╭──

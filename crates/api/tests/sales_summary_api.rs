//! HTTP-level integration tests for `/api/product-sales-summaries`.
//!
//! Requests go straight into the router via `tower::ServiceExt`, backed by
//! the in-memory repository.

mod common;

use axum::http::StatusCode;
use common::{body_bytes, body_json, delete, get, header, post_json, put_json, TestApp};
use serde_json::{json, Value};

const BASE: &str = "/api/product-sales-summaries";

fn summary(name: &str, units: i64) -> Value {
    json!({
        "productName": name,
        "region": "EMEA",
        "periodStart": "2024-01-01",
        "periodEnd": "2024-03-31",
        "unitsSold": units,
        "revenueCents": units * 250
    })
}

async fn create(app: &TestApp, body: Value) -> Value {
    let response = post_json(app, BASE, body).await;
    assert_eq!(response.status(), StatusCode::CREATED);
    body_json(response).await
}

// ---------------------------------------------------------------------------
// Create
// ---------------------------------------------------------------------------

#[tokio::test]
async fn create_returns_201_with_location_and_alert() {
    let app = common::build_test_app();
    let response = post_json(&app, BASE, summary("Aspirin", 10)).await;

    assert_eq!(response.status(), StatusCode::CREATED);
    let location = header(&response, "location").to_string();
    let alert = header(&response, "x-salesboardapp-alert").to_string();
    let json = body_json(response).await;

    let id = json["id"].as_i64().unwrap();
    assert_eq!(location, format!("{BASE}/{id}"));
    assert_eq!(
        alert,
        format!("A new productSalesSummary is created with identifier {id}")
    );
    assert_eq!(json["productName"], "Aspirin");
    assert_eq!(json["unitsSold"], 10);
}

#[tokio::test]
async fn created_record_is_retrievable_by_returned_id() {
    let app = common::build_test_app();
    let created = create(&app, summary("Retrieve Me", 3)).await;
    let id = created["id"].as_i64().unwrap();

    let response = get(&app, &format!("{BASE}/{id}")).await;
    assert_eq!(response.status(), StatusCode::OK);
    assert_eq!(body_json(response).await, created);
}

#[tokio::test]
async fn create_with_id_returns_400_and_persists_nothing() {
    let app = common::build_test_app();
    let mut body = summary("Has Id", 1);
    body["id"] = json!(5);

    let response = post_json(&app, BASE, body).await;

    assert_eq!(response.status(), StatusCode::BAD_REQUEST);
    assert_eq!(header(&response, "x-salesboardapp-error"), "error.idexists");
    assert_eq!(
        header(&response, "x-salesboardapp-params"),
        "productSalesSummary"
    );
    let json = body_json(response).await;
    assert_eq!(json["code"], "VALIDATION_ERROR");
    assert!(app.repo.is_empty().await);
}

#[tokio::test]
async fn create_with_invalid_fields_returns_400() {
    let app = common::build_test_app();
    let response = post_json(&app, BASE, summary("", 1)).await;

    assert_eq!(response.status(), StatusCode::BAD_REQUEST);
    assert_eq!(body_json(response).await["code"], "VALIDATION_ERROR");
    assert!(app.repo.is_empty().await);
}

#[tokio::test]
async fn create_with_negative_units_returns_400() {
    let app = common::build_test_app();
    let response = post_json(&app, BASE, summary("Negative", -4)).await;

    assert_eq!(response.status(), StatusCode::BAD_REQUEST);
    assert!(app.repo.is_empty().await);
}

// ---------------------------------------------------------------------------
// Update
// ---------------------------------------------------------------------------

#[tokio::test]
async fn update_without_id_behaves_like_create() {
    let app = common::build_test_app();
    let response = put_json(&app, BASE, summary("Via Put", 8)).await;

    assert_eq!(response.status(), StatusCode::CREATED);
    let location = header(&response, "location").to_string();
    let json = body_json(response).await;
    let id = json["id"].as_i64().unwrap();
    assert_eq!(location, format!("{BASE}/{id}"));

    let fetched = body_json(get(&app, &format!("{BASE}/{id}")).await).await;
    assert_eq!(fetched["productName"], "Via Put");
}

#[tokio::test]
async fn update_with_id_returns_200_and_persists_fields() {
    let app = common::build_test_app();
    let created = create(&app, summary("Original", 1)).await;
    let id = created["id"].as_i64().unwrap();

    let mut changed = summary("Renamed", 99);
    changed["id"] = json!(id);
    changed["region"] = Value::Null;

    let response = put_json(&app, BASE, changed.clone()).await;
    assert_eq!(response.status(), StatusCode::OK);
    assert_eq!(
        header(&response, "x-salesboardapp-alert"),
        format!("A productSalesSummary is updated with identifier {id}")
    );
    assert_eq!(body_json(response).await, changed);

    let fetched = body_json(get(&app, &format!("{BASE}/{id}")).await).await;
    assert_eq!(fetched, changed);
}

#[tokio::test]
async fn update_with_unknown_id_saves_under_that_id() {
    let app = common::build_test_app();
    let mut body = summary("Never Created", 2);
    body["id"] = json!(777);

    let response = put_json(&app, BASE, body).await;
    assert_eq!(response.status(), StatusCode::OK);

    let response = get(&app, &format!("{BASE}/777")).await;
    assert_eq!(response.status(), StatusCode::OK);
}

#[tokio::test]
async fn update_with_invalid_fields_returns_400() {
    let app = common::build_test_app();
    let created = create(&app, summary("Valid", 1)).await;

    let mut body = summary("", 1);
    body["id"] = created["id"].clone();
    let response = put_json(&app, BASE, body).await;

    assert_eq!(response.status(), StatusCode::BAD_REQUEST);
}

// ---------------------------------------------------------------------------
// Get / Delete
// ---------------------------------------------------------------------------

#[tokio::test]
async fn get_unknown_id_returns_404_with_empty_body() {
    let app = common::build_test_app();
    let response = get(&app, &format!("{BASE}/999999")).await;

    assert_eq!(response.status(), StatusCode::NOT_FOUND);
    assert!(body_bytes(response).await.is_empty());
}

#[tokio::test]
async fn delete_existing_then_get_returns_404() {
    let app = common::build_test_app();
    let created = create(&app, summary("Delete Me", 1)).await;
    let id = created["id"].as_i64().unwrap();

    let response = delete(&app, &format!("{BASE}/{id}")).await;
    assert_eq!(response.status(), StatusCode::OK);
    assert_eq!(
        header(&response, "x-salesboardapp-alert"),
        format!("A productSalesSummary is deleted with identifier {id}")
    );
    assert!(body_bytes(response).await.is_empty());

    let response = get(&app, &format!("{BASE}/{id}")).await;
    assert_eq!(response.status(), StatusCode::NOT_FOUND);
}

#[tokio::test]
async fn delete_unknown_id_returns_200_with_alert() {
    let app = common::build_test_app();
    let response = delete(&app, &format!("{BASE}/424242")).await;

    assert_eq!(response.status(), StatusCode::OK);
    assert_eq!(header(&response, "x-salesboardapp-params"), "424242");
}

// ---------------------------------------------------------------------------
// List
// ---------------------------------------------------------------------------

#[tokio::test]
async fn list_empty_collection() {
    let app = common::build_test_app();
    let response = get(&app, BASE).await;

    assert_eq!(response.status(), StatusCode::OK);
    assert_eq!(header(&response, "x-total-count"), "0");
    assert_eq!(body_json(response).await, json!([]));
}

#[tokio::test]
async fn list_returns_min_of_page_size_and_total() {
    let app = common::build_test_app();
    for i in 0..5 {
        create(&app, summary(&format!("P{i}"), i)).await;
    }

    let response = get(&app, &format!("{BASE}?page=0&size=2")).await;
    assert_eq!(response.status(), StatusCode::OK);
    assert_eq!(header(&response, "x-total-count"), "5");
    let link = header(&response, "link").to_string();
    assert!(link.contains(&format!("<{BASE}?page=1&size=2>; rel=\"next\"")));
    assert!(link.contains(&format!("<{BASE}?page=2&size=2>; rel=\"last\"")));
    assert!(!link.contains("rel=\"prev\""));
    assert_eq!(body_json(response).await.as_array().unwrap().len(), 2);

    let response = get(&app, &format!("{BASE}?page=2&size=2")).await;
    assert_eq!(body_json(response).await.as_array().unwrap().len(), 1);

    let response = get(&app, &format!("{BASE}?size=10")).await;
    assert_eq!(header(&response, "x-total-count"), "5");
    assert_eq!(body_json(response).await.as_array().unwrap().len(), 5);
}

#[tokio::test]
async fn list_sorts_by_requested_property() {
    let app = common::build_test_app();
    create(&app, summary("low", 1)).await;
    create(&app, summary("high", 50)).await;
    create(&app, summary("mid", 10)).await;

    let response = get(&app, &format!("{BASE}?sort=unitsSold,desc")).await;
    assert_eq!(response.status(), StatusCode::OK);

    let json = body_json(response).await;
    let names: Vec<_> = json
        .as_array()
        .unwrap()
        .iter()
        .map(|item| item["productName"].as_str().unwrap().to_string())
        .collect();
    assert_eq!(names, vec!["high", "mid", "low"]);
}

#[tokio::test]
async fn list_with_unknown_sort_property_returns_400() {
    let app = common::build_test_app();
    let response = get(&app, &format!("{BASE}?sort=password,asc")).await;

    assert_eq!(response.status(), StatusCode::BAD_REQUEST);
    assert_eq!(body_json(response).await["code"], "VALIDATION_ERROR");
}

#[tokio::test]
async fn list_with_largest_page_index_returns_empty_page() {
    let app = common::build_test_app();
    create(&app, summary("Only", 1)).await;

    let response = get(&app, &format!("{BASE}?page={}&size=1", i64::MAX)).await;

    assert_eq!(response.status(), StatusCode::OK);
    assert_eq!(header(&response, "x-total-count"), "1");
    let link = header(&response, "link").to_string();
    assert!(!link.contains("rel=\"next\""));
    assert!(link.contains(&format!("<{BASE}?page=0&size=1>; rel=\"last\"")));
    assert_eq!(body_json(response).await, json!([]));
}

#[tokio::test]
async fn create_with_id_and_invalid_fields_reports_validation_only() {
    let app = common::build_test_app();
    let mut body = summary("", 1);
    body["id"] = json!(5);

    let response = post_json(&app, BASE, body).await;

    assert_eq!(response.status(), StatusCode::BAD_REQUEST);
    assert!(response.headers().get("x-salesboardapp-error").is_none());
    assert_eq!(body_json(response).await["code"], "VALIDATION_ERROR");
    assert!(app.repo.is_empty().await);
}

#[tokio::test]
async fn create_after_largest_explicit_id_fails_without_overwriting() {
    let app = common::build_test_app();
    let mut body = summary("Top", 1);
    body["id"] = json!(i64::MAX);
    let response = put_json(&app, BASE, body.clone()).await;
    assert_eq!(response.status(), StatusCode::OK);

    let response = post_json(&app, BASE, summary("Overflow", 2)).await;
    assert_eq!(response.status(), StatusCode::INTERNAL_SERVER_ERROR);
    assert_eq!(body_json(response).await["code"], "INTERNAL_ERROR");

    let fetched = body_json(get(&app, &format!("{BASE}/{}", i64::MAX)).await).await;
    assert_eq!(fetched, body);
    assert_eq!(app.repo.len().await, 1);
}
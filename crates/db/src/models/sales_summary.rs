//! Product sales summary entity and its sortable properties.

use chrono::NaiveDate;
use salesboard_core::pagination::SortKey;
use salesboard_core::types::DbId;
use sqlx::FromRow;

/// A row from the `product_sales_summaries` table.
///
/// `id` is `None` until the record has been saved for the first time.
#[derive(Debug, Clone, PartialEq, Eq, FromRow)]
pub struct SalesSummary {
    pub id: Option<DbId>,
    pub product_name: String,
    pub region: Option<String>,
    pub period_start: NaiveDate,
    pub period_end: NaiveDate,
    pub units_sold: i64,
    pub revenue_cents: i64,
}

/// Properties a sales summary listing can be ordered by.
#[derive(Debug, Clone, Copy, PartialEq, Eq, Default)]
pub enum SalesSummarySortField {
    #[default]
    Id,
    ProductName,
    Region,
    PeriodStart,
    PeriodEnd,
    UnitsSold,
    RevenueCents,
}

impl SalesSummarySortField {
    /// Column name in `product_sales_summaries`.
    pub fn column(self) -> &'static str {
        match self {
            Self::Id => "id",
            Self::ProductName => "product_name",
            Self::Region => "region",
            Self::PeriodStart => "period_start",
            Self::PeriodEnd => "period_end",
            Self::UnitsSold => "units_sold",
            Self::RevenueCents => "revenue_cents",
        }
    }
}

impl SortKey for SalesSummarySortField {
    fn from_property(property: &str) -> Option<Self> {
        // Accept both the JSON (camelCase) and the column (snake_case) spelling.
        let field = match property {
            "id" => Self::Id,
            "productName" | "product_name" => Self::ProductName,
            "region" => Self::Region,
            "periodStart" | "period_start" => Self::PeriodStart,
            "periodEnd" | "period_end" => Self::PeriodEnd,
            "unitsSold" | "units_sold" => Self::UnitsSold,
            "revenueCents" | "revenue_cents" => Self::RevenueCents,
            _ => return None,
        };
        Some(field)
    }
}
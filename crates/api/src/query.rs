//! Shared query parameter types for API handlers.

use serde::Deserialize;

/// Paging parameters (`?page=&size=&sort=property,direction`).
///
/// Defaults and bounds are applied by `PageRequest::from_params`.
#[derive(Debug, Default, Deserialize)]
pub struct PageParams {
    pub page: Option<i64>,
    pub size: Option<i64>,
    pub sort: Option<String>,
}
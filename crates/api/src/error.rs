use axum::http::{HeaderMap, StatusCode};
use axum::response::{IntoResponse, Response};
use salesboard_core::error::CoreError;
use serde_json::json;

/// Application-level error type for HTTP handlers.
///
/// Wraps [`CoreError`] for domain errors and adds HTTP-specific variants.
/// Implements [`IntoResponse`] to produce consistent JSON error responses.
#[derive(Debug, thiserror::Error)]
pub enum AppError {
    /// A domain-level error from `salesboard_core`.
    #[error(transparent)]
    Core(#[from] CoreError),

    /// A database error from sqlx.
    #[error("Database error: {0}")]
    Database(#[from] sqlx::Error),

    /// An internal error with a human-readable message.
    #[error("Internal error: {0}")]
    InternalError(String),

    /// A domain error that also carries notification headers
    /// (e.g. `X-<app>-error`) for the client.
    #[error("{error}")]
    Alerted { error: CoreError, headers: HeaderMap },
}

/// Convenience type alias for handler return values.
pub type AppResult<T> = Result<T, AppError>;

impl From<validator::ValidationErrors> for AppError {
    fn from(errors: validator::ValidationErrors) -> Self {
        AppError::Core(CoreError::Validation(errors.to_string()))
    }
}

impl IntoResponse for AppError {
    fn into_response(self) -> Response {
        let (status, code, message) = match &self {
            AppError::Core(core) | AppError::Alerted { error: core, .. } => {
                classify_core_error(core)
            }

            // --- Database errors ---
            AppError::Database(err) => classify_sqlx_error(err),

            // --- HTTP-specific errors ---
            AppError::InternalError(msg) => {
                tracing::error!(error = %msg, "Internal error");
                (
                    StatusCode::INTERNAL_SERVER_ERROR,
                    "INTERNAL_ERROR",
                    "An internal error occurred".to_string(),
                )
            }
        };

        let body = json!({
            "error": message,
            "code": code,
        });

        let mut response = (status, axum::Json(body)).into_response();
        if let AppError::Alerted { headers, .. } = self {
            response.headers_mut().extend(headers);
        }
        response
    }
}

fn classify_core_error(core: &CoreError) -> (StatusCode, &'static str, String) {
    match core {
        CoreError::Validation(msg) => (StatusCode::BAD_REQUEST, "VALIDATION_ERROR", msg.clone()),
        CoreError::Internal(msg) => {
            tracing::error!(error = %msg, "Internal core error");
            (
                StatusCode::INTERNAL_SERVER_ERROR,
                "INTERNAL_ERROR",
                "An internal error occurred".to_string(),
            )
        }
    }
}

/// Classify a sqlx error into an HTTP status, error code, and message.
///
/// - Unique constraint violations (constraint name starting with `uq_`) map to 409.
/// - Everything else maps to 500 with a sanitized message.
fn classify_sqlx_error(err: &sqlx::Error) -> (StatusCode, &'static str, String) {
    match err {
        sqlx::Error::Database(db_err) => {
            // PostgreSQL unique constraint violation: error code 23505
            if db_err.code().as_deref() == Some("23505") {
                let constraint = db_err.constraint().unwrap_or("unknown");
                if constraint.starts_with("uq_") {
                    return (
                        StatusCode::CONFLICT,
                        "CONFLICT",
                        format!("Duplicate value violates unique constraint: {constraint}"),
                    );
                }
            }
            tracing::error!(error = %db_err, "Database error");
            (
                StatusCode::INTERNAL_SERVER_ERROR,
                "INTERNAL_ERROR",
                "An internal error occurred".to_string(),
            )
        }
        other => {
            tracing::error!(error = %other, "Database error");
            (
                StatusCode::INTERNAL_SERVER_ERROR,
                "INTERNAL_ERROR",
                "An internal error occurred".to_string(),
            )
        }
    }
}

╰──

ASSIGNMENT:
With "Option" as the string to match, show every line of the entries above that has it.

EXERCISE SOLUTION:
    pub id: Option<DbId>,
    pub region: Option<String>,
    fn from_property(property: &str) -> Option<Self> {
    pub page: Option<i64>,
    pub size: Option<i64>,
    pub sort: Option<String>,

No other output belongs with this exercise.